Rechercher
Rechercher

Liban - La psychanalyse, ni ange ni démon

Les psychoses, la schizophrénie et la psychothérapie institutionnelle (suite)

L'expérience de l'École expérimentale de Bonneuil, lieu de vie, «institution éclatée», a montré que l'autisme, s'il était irréversible, peut quand même être soigné, évoluer et il peut même trouver un débouché social.
Les ouvrages de Maud Mannoni en témoignent. L'enfant arriéré et sa mère, L'enfant, sa maladie et les autres, Éducation impossible, Le psychiatre, son «fou» et la psychanalyse, publiés au Seuil, dans la collection dirigée par Jacques Lacan. Tous ses livres témoignent d'une pratique «antipsychiatrique», en référence à la psychothérapie institutionnelle, à la psychanalyse et, particulièrement, à la théorie de Lacan. La psychanalyse n'est pas pratiquée en tant que telle dans l'institution, confirmant une avancée théorique de Lacan: «Il n'y a pas d'analyste dans l'institution, il n'y a que des analysants.»
Maud Mannoni poussera le plus loin possible cette avancée lacanienne. S'il n'y a que des analysants dans l'institution, les soignants sont aussi des analysants, ni psychanalystes ni psychothérapeutes. Ils sont donc analysants auprès des élèves, les patients. Les autistes, les enfants psychotiques, les adolescents en crise deviennent ainsi des analystes potentiels, auprès desquels les soignants se révèlent à eux-mêmes. Poussant encore plus loin cette logique, Maud Mannoni fait payer les stagiaires au lieu de les payer comme dans n'importe quelle autre institution. Si les stagiaires se révèlent à eux-mêmes auprès des autistes, ils font donc une sorte de «tranche» analytique qu'ils vont payer. «S'il n'y a pas de transfert psychotique comme le disait Freud, il y a un transfert au psychotique» ajoute Lacan. On le voit bien, le surnom donné à Maud Mannoni, «La femme qui épousa la révolte», était tout à fait justifié.
Quant au rapport entre le dedans et le dehors, fondamental, Bonneuil s'est inspiré du fameux «jeu de la bobine». En 1920, ce jeu est observé par Freud chez son petit-fils d'un an et demi environ.
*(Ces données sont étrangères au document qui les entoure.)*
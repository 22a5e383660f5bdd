//! Terminal chat client.
//!
//! Mounts a [`ChatWidget`] against a live chat backend and lets you talk to
//! it from stdin. Proactive greetings, follow-ups and lead questions print as
//! they arrive.

mod commands;
mod renderer;

use std::path::{Path, PathBuf};
use std::sync::Arc;

use clap::Parser;
use engage::{ChatWidget, KeyValueStore, MemoryStore, PageSnapshot, WidgetConfig};
use engage_client::{BackendConfig, HttpBackend};
use engage_core::Role;
use engage_store::SqliteStore;
use tokio::io::{AsyncBufReadExt, BufReader};
use tracing::{info, warn};

use crate::commands::{Command, HELP};
use crate::renderer::TerminalRenderer;

#[derive(Debug, Parser)]
#[command(name = "engage-chat")]
#[command(about = "Chat with a site's assistant from the terminal")]
struct Args {
    /// Chat backend base URL. Falls back to ENGAGE_API_URL env.
    #[arg(long)]
    api_url: Option<String>,

    /// Page URL the conversation is about. Falls back to ENGAGE_PAGE_URL env.
    #[arg(long)]
    page_url: Option<String>,

    /// Admin identifier forwarded to the backend
    #[arg(long)]
    admin_id: Option<String>,

    /// SQLite database for session storage
    #[arg(long, default_value = "sqlite:engage.db?mode=rwc")]
    store: String,

    /// Keep session storage in memory only (a new visitor every run)
    #[arg(long)]
    memory_store: bool,

    /// Never send proactive greetings or follow-ups
    #[arg(long)]
    disable_proactive: bool,

    /// Seed assistant message shown instead of loading history (repeatable)
    #[arg(long)]
    seed: Vec<String>,

    /// Page snapshot JSON used for section detection
    #[arg(long)]
    snapshot: Option<PathBuf>,
}

#[tokio::main]
async fn main() -> Result<(), Box<dyn std::error::Error>> {
    // Load .env file if present
    let _ = dotenvy::dotenv();

    tracing_subscriber::fmt()
        .with_env_filter(
            tracing_subscriber::EnvFilter::from_default_env()
                .add_directive("engage=info".parse()?)
                .add_directive("engage_cli=info".parse()?),
        )
        .init();

    let args = Args::parse();

    let backend_config = match &args.api_url {
        Some(url) => BackendConfig::builder().api_url(url).build(),
        None => BackendConfig::from_env()?,
    };
    let backend = Arc::new(HttpBackend::new(backend_config)?);

    let store: Arc<dyn KeyValueStore> = if args.memory_store {
        Arc::new(MemoryStore::new())
    } else {
        let store = SqliteStore::connect(&args.store).await?;
        store.migrate().await?;
        Arc::new(store)
    };

    let config = widget_config(&args);
    info!("Chatting about {}", config.page_url);

    let snapshot = match &args.snapshot {
        Some(path) => Some(load_snapshot(path)?),
        None => None,
    };

    let widget = ChatWidget::new(config, backend, store, Arc::new(TerminalRenderer));
    widget.mount().await?;
    if let Some(snapshot) = &snapshot {
        widget.on_scroll(snapshot.clone()).await;
    }

    println!("Type a message, or /help for commands.");

    let mut lines = BufReader::new(tokio::io::stdin()).lines();
    while let Some(line) = lines.next_line().await? {
        let command = match commands::parse(&line) {
            Ok(Some(command)) => command,
            Ok(None) => continue,
            Err(e) => {
                println!("{}", e);
                continue;
            }
        };

        match command {
            Command::Send(text) => {
                widget.input_changed(&text).await;
                widget.send_message(&text).await?;
            }
            Command::Click(label) => match resolve_button(&widget, &label).await {
                Some(label) => widget.click_button(&label).await?,
                None => println!("no button {}", label),
            },
            Command::Edit { index, text } => {
                if let Err(e) = widget.edit_and_resend(index, &text).await {
                    println!("{}", e);
                }
            }
            Command::Reset => {
                widget.reset().await?;
                widget.mount().await?;
                if let Some(snapshot) = &snapshot {
                    widget.on_scroll(snapshot.clone()).await;
                }
            }
            Command::Export => println!("{}", widget.export_text().await),
            Command::Scroll => match &snapshot {
                Some(snapshot) => widget.on_scroll(snapshot.clone()).await,
                None => println!("no snapshot loaded (use --snapshot)"),
            },
            Command::Tab(visible) => widget.tab_visibility_changed(visible).await,
            Command::Status => {
                let status = widget.status().await;
                println!("session: {}", widget.session_id().await);
                println!("{:#?}", status);
            }
            Command::Help => println!("{}", HELP),
            Command::Quit => break,
        }
    }

    widget.shutdown().await;
    info!("Bye");
    Ok(())
}

/// Environment configuration with command-line overrides applied.
fn widget_config(args: &Args) -> WidgetConfig {
    let mut config = WidgetConfig::from_env();

    if let Some(page_url) = &args.page_url {
        config.page_url = page_url.clone();
    }
    if let Some(admin_id) = &args.admin_id {
        config.admin_id = Some(admin_id.clone());
    }
    if args.disable_proactive {
        config.disable_proactive = true;
    }
    if !args.seed.is_empty() {
        config.seed_messages = args.seed.clone();
    }

    config
}

fn load_snapshot(path: &Path) -> Result<PageSnapshot, Box<dyn std::error::Error>> {
    let text = std::fs::read_to_string(path)?;
    let snapshot: PageSnapshot = serde_json::from_str(&text)?;
    info!(
        "Loaded page snapshot from {} ({} elements)",
        path.display(),
        snapshot.elements.len()
    );
    Ok(snapshot)
}

/// Map a `/click` argument to a button label on the latest assistant message.
///
/// Numbers pick by position; anything else must match a label (case-insensitive).
async fn resolve_button(widget: &ChatWidget, arg: &str) -> Option<String> {
    let transcript = widget.transcript().await;
    let Some(message) = transcript.iter().rev().find(|m| m.role == Role::Assistant) else {
        warn!("No assistant message to click on");
        return None;
    };

    if let Ok(n) = arg.parse::<usize>() {
        return n
            .checked_sub(1)
            .and_then(|i| message.buttons.get(i))
            .cloned();
    }

    message
        .buttons
        .iter()
        .find(|label| label.eq_ignore_ascii_case(arg))
        .cloned()
}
L'enfant fait disparaître sous un meuble une bobine attachée à une ficelle, puis il la fait réapparaître en scandant en allemand Fort/Da (partie/voilà). L'enfant qui commence à maîtriser le langage fabrique un jeu pour dompter une situation traumatique qu'il subit passivement. Ce que l'enfant subit, passivement, depuis qu'il est né, c'est la séquence l'absence/présence de la mère. Par le jeu de la bobine et par le Fort/Da, l'enfant maîtrise le trauma en devenant actif, en devenant le metteur en scène du trauma. Au lieu de continuer à subir passivement l'absence/présence de la mère, avec ce jeu, désormais c'est lui qui la fait disparaître et apparaître.
Cette très belle phrase d'Omar el-Khayyam résume à elle seule le chemin que font les élèves de Bonneuil dans leur rapport au dedans/dehors.
C'est aussi ce que vit le nourrisson en créant un «bon dedans» opposé au «mauvais dehors». Pendant la période de l'allaitement, la séquence absence/présence de la mère se répète un nombre illimité de fois et le nourrisson continue de la subir. Avec l'apprentissage du langage, le Fort/Da (partie/ la voilà), il maîtrise désormais la séquence présence/absence de la mère.
Pour un enfant psychotique qui, précisément, est resté fusionnel avec sa mère avec laquelle la séparation ne s'est pas faite, les allers-retours entre Bonneuil et les lieux de vie extérieurs où il va séjourner vont lui permettre de réaliser cette séparation.
Ainsi, la logique paranoïaque de l'enfant psychotique, logique qui oppose le «bon dedans au mauvais dehors», va céder la place à une «position dépressive» qui indique que l'enfant a intégré que le bon et le mauvais sont en lui. Ainsi, au lieu de continuer de diaboliser d'extérieur, il finit par l'intégrer.
Cet extérieur, ce dehors est tellement important pour les élèves de Bonneuil que Maud Mannoni a réussi à convaincre la Sécurité sociale de payer le prix de journée pour un enfant qui n'est pas à l'intérieur de l'institution. Devenue hôpital de jour, l'École expérimentale de Bonneuil a réussi à avoir un statut spécial auprès de l'assurance maladie.
Convaincre l'assurance maladie de payer un prix de journée pour un enfant qui n'est pas présent dans l'institution, non seulement nul ne l'avait fait auparavant, mais nul n'aurait pu imaginer pouvoir le faire et surtout nul n'aurait pu imaginer cela. Il a fallu le «grain de folie» de Maud Mannoni, sa conviction dans cette école qu'elle a fondée et dans les mesures de type psychanalytique qu'elle a mises en œuvre et, enfin, sa persévérance à sauver Bonneuil d'une bureaucratisation.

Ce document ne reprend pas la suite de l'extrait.